In conclusion, it is clear that FW trout and SW trout exhibit marked differences in their intracellular responses to acid-base disturbances. The more rapid recovery from metabolic acidosis in SW trout evidently resides with their greater use of the external environment as a storage depot for metabolic H+. Even so, the contribution of this mechanism to the correction of the overall acidosis is relatively small (e.g. 15.5% in SW vs 5.0% in FW trout) over the time period followed.
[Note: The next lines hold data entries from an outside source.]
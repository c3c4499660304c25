//! A uniform, extent-aware random-access byte view.
//!
//! Every format engine in this crate (ISO-9660, Ext, VMDK, VDI) ultimately
//! exposes file or disk contents as a [`SparseStream`]: something you can
//! seek, read, and (for a subset of wrappers) write, while also being able
//! to ask which byte ranges are actually backed by data versus implicitly
//! zero. That second question is what makes these streams "sparse" — a
//! VMDK extent with no grain allocated, or an Ext hole, reads back as zero
//! without ever touching a disk block for it.

pub mod aligning;
pub mod built;
pub mod circular;
pub mod mirror;
pub mod ownership;
pub mod striped;
pub mod sub;
pub mod wrapping;

pub use ownership::Owned;

use crate::error::Result;

/// One contiguous backed byte range within a stream, in stream-relative
/// coordinates.
#[derive(Debug, Clone, Copy, PartialEq, Eq)]
pub struct StreamExtent {
    pub start: u64,
    pub length: u64,
}

impl StreamExtent {
    pub fn new(start: u64, length: u64) -> Self {
        Self { start, length }
    }

    pub fn end(&self) -> u64 {
        self.start + self.length
    }

    pub fn intersects(&self, start: u64, length: u64) -> bool {
        self.start < start + length && start < self.end()
    }
}

/// The common interface every stream wrapper in this module implements.
///
/// A default-provided [`SparseStream::extents_in_range`] filters
/// [`SparseStream::extents`] down to the requested window; wrappers that can
/// compute the intersection more cheaply than a full extent list (e.g.
/// [`built::BuiltStream`]'s binary search) override it.
pub trait SparseStream {
    fn len(&self) -> u64;

    fn is_empty(&self) -> bool {
        self.len() == 0
    }

    fn position(&self) -> u64;

    fn set_position(&mut self, pos: u64);

    /// Read up to `buf.len()` bytes starting at the current position,
    /// advancing it by the number of bytes read. Positions inside declared
    /// extents but never written, or outside any extent but inside `len()`,
    /// read back as zero.
    fn read_at(&mut self, buf: &mut [u8]) -> Result<usize>;

    /// Write `buf` at the current position, advancing it. Returns
    /// `Error::WriteNotSupported` for read-only wrappers and
    /// `Error::WriteBeyondEnd` for a write that would extend a fixed-length
    /// stream.
    fn write_at(&mut self, buf: &[u8]) -> Result<usize>;

    /// All backed byte ranges, in ascending, non-overlapping order.
    fn extents(&self) -> Vec<StreamExtent>;

    fn extents_in_range(&self, start: u64, length: u64) -> Vec<StreamExtent> {
        self.extents()
            .into_iter()
            .filter(|e| e.intersects(start, length))
            .collect()
    }
}
//! L-path-table (little-endian) and M-path-table (big-endian) entry
//! codec. The four on-disk path tables (primary/supplementary × L/M) are
//! otherwise structurally identical.

use crate::error::{Error, Result};

#[derive(Debug, Clone)]
pub struct PathTableEntry {
    pub extent_lba: u32,
    pub parent_directory_index: u16,
    pub name: Vec<u8>,
}

#[derive(Debug, Clone, Copy, PartialEq, Eq)]
pub enum Endianness {
    Little,
    Big,
}

pub fn decode_entry(buf: &[u8], endian: Endianness) -> Result<(PathTableEntry, usize)> {
    if buf.len() < 8 {
        return Err(Error::invalid_format("path table entry too short"));
    }
    let name_length = buf[0] as usize;
    let ext_attr_len = buf[1];
    let (extent_lba, parent_directory_index) = match endian {
        Endianness::Little => (
            crate::endian::read_u32_le(&buf[2..6]),
            crate::endian::read_u16_le(&buf[6..8]),
        ),
        Endianness::Big => (
            crate::endian::read_u32_be(&buf[2..6]),
            crate::endian::read_u16_be(&buf[6..8]),
        ),
    };
    let name_start = 8;
    let name_end = name_start + name_length;
    if name_end > buf.len() {
        return Err(Error::invalid_format("path table entry name overruns buffer"));
    }
    let name = buf[name_start..name_end].to_vec();
    let mut consumed = name_end;
    if name_length % 2 != 0 {
        consumed += 1; // padding byte
    }
    let _ = ext_attr_len;
    Ok((
        PathTableEntry {
            extent_lba,
            parent_directory_index,
            name,
        },
        consumed,
    ))
}

pub fn encode_entry(entry: &PathTableEntry, endian: Endianness) -> Vec<u8> {
    let name_length = entry.name.len();
    let padded = name_length % 2 != 0;
    let mut buf = vec![0u8; 8 + name_length + if padded { 1 } else { 0 }];
    buf[0] = name_length as u8;
    buf[1] = 0;
    match endian {
        Endianness::Little => {
            buf[2..6].copy_from_slice(&entry.extent_lba.to_le_bytes());
            buf[6..8].copy_from_slice(&entry.parent_directory_index.to_le_bytes());
        }
        Endianness::Big => {
            buf[2..6].copy_from_slice(&entry.extent_lba.to_be_bytes());
            buf[6..8].copy_from_slice(&entry.parent_directory_index.to_be_bytes());
        }
    }
    buf[8..8 + name_length].copy_from_slice(&entry.name);
    buf
}

/// Decode every entry in a path table buffer (total length `path_table_size`
/// from the volume descriptor).
pub fn decode_path_table(buf: &[u8], endian: Endianness) -> Result<Vec<PathTableEntry>> {
    let mut entries = Vec::new();
    let mut pos = 0usize;
    while pos + 8 <= buf.len() {
        let (entry, consumed) = decode_entry(&buf[pos..], endian)?;
        entries.push(entry);
        pos += consumed;
    }
    Ok(entries)
}

#[cfg(test)]
mod tests {
    use super::*;

    #[test]
    fn round_trip_little_endian() {
        let entry = PathTableEntry {
            extent_lba: 42,
            parent_directory_index: 1,
            name: b"DIR".to_vec(),
        };
        let encoded = encode_entry(&entry, Endianness::Little);
        let (decoded, consumed) = decode_entry(&encoded, Endianness::Little).unwrap();
        assert_eq!(consumed, encoded.len());
        assert_eq!(decoded.extent_lba, 42);
        assert_eq!(decoded.name, b"DIR");
    }

    #[test]
    fn round_trip_big_endian() {
        let entry = PathTableEntry {
            extent_lba: 42,
            parent_directory_index: 1,
            name: b"DIR".to_vec(),
        };
        let encoded = encode_entry(&entry, Endianness::Big);
        let (decoded, _) = decode_entry(&encoded, Endianness::Big).unwrap();
        assert_eq!(decoded.extent_lba, 42);
    }

    #[test]
    fn decode_multiple_entries() {
        let mut buf = Vec::new();
        buf.extend(encode_entry(
            &PathTableEntry {
                extent_lba: 1,
                parent_directory_index: 1,
                name: b"A".to_vec(),
            },
            Endianness::Little,
        ));
        buf.extend(encode_entry(
            &PathTableEntry {
                extent_lba: 2,
                parent_directory_index: 1,
                name: b"BB".to_vec(),
            },
            Endianness::Little,
        ));
        let entries = decode_path_table(&buf, Endianness::Little).unwrap();
        assert_eq!(entries.len(), 2);
    }
}
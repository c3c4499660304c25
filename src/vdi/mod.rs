//! VirtualBox VDI disk engine: pre-header + header decode, the block
//! allocation table, and a [`crate::stream::SparseStream`] over both with
//! copy-on-write (allocate-on-write) block writes.

pub mod block_table;
pub mod disk;
pub mod header;

pub use block_table::BlockTable;
pub use disk::VdiDisk;
pub use header::{ImageType, VdiHeader, VdiPreHeader, BLOCK_FREE, BLOCK_ZERO};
Although the number of proton equivalents excreted to the external medium is not large, compared with the total number cleared during the post-exercise period, this transient ‘storage’ of H+ seems to play a crucial role in the restoration of extracellular, and presumably also intracellular, acid-base balance. The normalization of extracellular pH (pHe) before that of muscle pHi (see Fig. 8) may be important for active fish such as rainbow trout, in order to minimize proton loading in the blood and its consequent effects on blood O2 transport. Mechanisms to offset pH-induced interference with blood O2-carrying properties can be considered as adaptive in supporting continued performance of aerobic red muscle in active pelagic fish. Metabolic H+-consuming processes seem to be the main mechanism for the clearance of endogenously produced protons. The faster clearance of metabolic H+ during post-exercise recovery in SW trout relative to FW trout can be attributed to their greater H+-consuming metabolism (primarily lactate metabolism) and their comparatively smaller production of an ‘unknown acid’ during the recovery period.
This study was supported by an NSERC operating grant to RGB and an NSERC infrastructure grant for the Aquatron Laboratory at Dalhousie University. YT was the recipient of an Izaak Walton Killam Memorial Scholarship.